Study of machining characteristics of Inconel 601 with cryogenic cooled electrode in EDM using RSM Neelesh Singh, B.C. Routara*, R.K. Nayak School of Mechanical Engineering, KIIT University, Bhubaneswar, Odisha 751024, India

Abstract In today’s world different types of materials and alloys are being discovered which are difficult to machine or work with conventional machining process. Inconel is one of such material which has wide range applications in different fields such as fabricating combustion chambers, making trays, baskets, fixtures etc used in heat treatment. The main advantage of Inconel is that it is lightweight and has high strength and is resistant to oxidation at a very high temperature. In this paper, we will investigate the effect of cryogenically cooled copper electrode with Inconel 601 as workpiece in Electric Discharge Machine (EDM) process. Input parameters taken are gap voltage, peak current and pulse on time and output parameters taken are material removal rate, tool wear rate and surface roughness. The experimental work is done using Box-Behnken Design in Design of Experiment (DOE). Response Surface Methodology (RSM) and Analysis of Variance (ANOVA) is used to get the optimize result for the output variables with varying different input variables. The paper will tell us about the effect of cryogenic cooled electrode on Inconel 601 on EDM. © 2018 Elsevier Ltd. All rights reserved. Selection and/or Peer-review under responsibility of International Conference on Advances in Materials and Manufacturing Applications [IConAMMA 2017]. Keywords:EDM; Inconel 601; Cryogenic Cooling; RSM; ANOVA; DOE.
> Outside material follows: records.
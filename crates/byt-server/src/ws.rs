//! `WebSocket` transport.
//!
//! Clients connect to `GET /ws`. The first frame they receive is the
//! `connection_status` handshake, followed by every `notification` and
//! `message` broadcast while they stay connected. Text frames from the
//! client are relayed through [`relay_client_frame`].

use std::sync::Arc;

use axum::extract::ws::{Message, WebSocket};
use axum::extract::{State, WebSocketUpgrade};
use axum::response::IntoResponse;
use byt_hub::{Connection, DisconnectReason};
use byt_types::TransportKind;
use tracing::{debug, warn};

use crate::relay::relay_client_frame;
use crate::state::AppState;

/// Upgrade an HTTP request to a `WebSocket` session.
///
/// # Route
///
/// `GET /ws`
pub async fn ws_connect(
    ws: WebSocketUpgrade,
    State(state): State<Arc<AppState>>,
) -> impl IntoResponse {
    ws.on_upgrade(|socket| handle_ws(socket, state))
}

/// Drive one session: forward outbox frames to the socket and client
/// frames to the relay until either side goes away.
async fn handle_ws(mut socket: WebSocket, state: Arc<AppState>) {
    let Connection {
        session_id,
        mut frames,
    } = match state.hub.connect(TransportKind::WebSocket).await {
        Ok(conn) => conn,
        Err(e) => {
            warn!(error = %e, "Could not register WebSocket session");
            return;
        }
    };

    let reason = loop {
        tokio::select! {
            frame = frames.recv() => {
                match frame {
                    Some(text) => {
                        let msg = Message::Text(text.to_string().into());
                        if socket.send(msg).await.is_err() {
                            break DisconnectReason::SendFailed;
                        }
                    }
                    None => break DisconnectReason::TransportError(String::from("outbox closed")),
                }
            }
            msg = socket.recv() => {
                match msg {
                    Some(Ok(Message::Text(text))) => {
                        if let Err(e) = relay_client_frame(&state.hub, session_id, text.as_str()).await {
                            debug!(%session_id, error = %e, "Client frame not relayed");
                        }
                    }
                    Some(Ok(Message::Ping(data))) => {
                        if socket.send(Message::Pong(data)).await.is_err() {
                            break DisconnectReason::SendFailed;
                        }
                    }
                    Some(Ok(Message::Close(_))) | None => break DisconnectReason::ClientClosed,
                    Some(Err(e)) => break DisconnectReason::TransportError(e.to_string()),
                    Some(Ok(_)) => {
                        debug!(%session_id, "Ignoring non-text client frame");
                    }
                }
            }
        }
    };

    state.hub.disconnect(session_id, &reason).await;
}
1. Introduction Electric Discharge Machine (EDM) is an important unconventional machining process which removes material by erosion process. EDM is used to machine those materials which are difficult to machine with other conventional machining processes. EDM is used to cut delicate shapes with ease. In EDM, tool and workpiece don’t make physical contact with each other. It is mainly used in aerospace and automobile industry.

* Corresponding author. Tel.: +91-9438317760. E-mail address: [email protected] 2214-7853© 2018 Elsevier Ltd. All rights reserved. Selection and/or Peer-review under responsibility of International Conference on Advances in Materials and Manufacturing Applications [IConAMMA 2017].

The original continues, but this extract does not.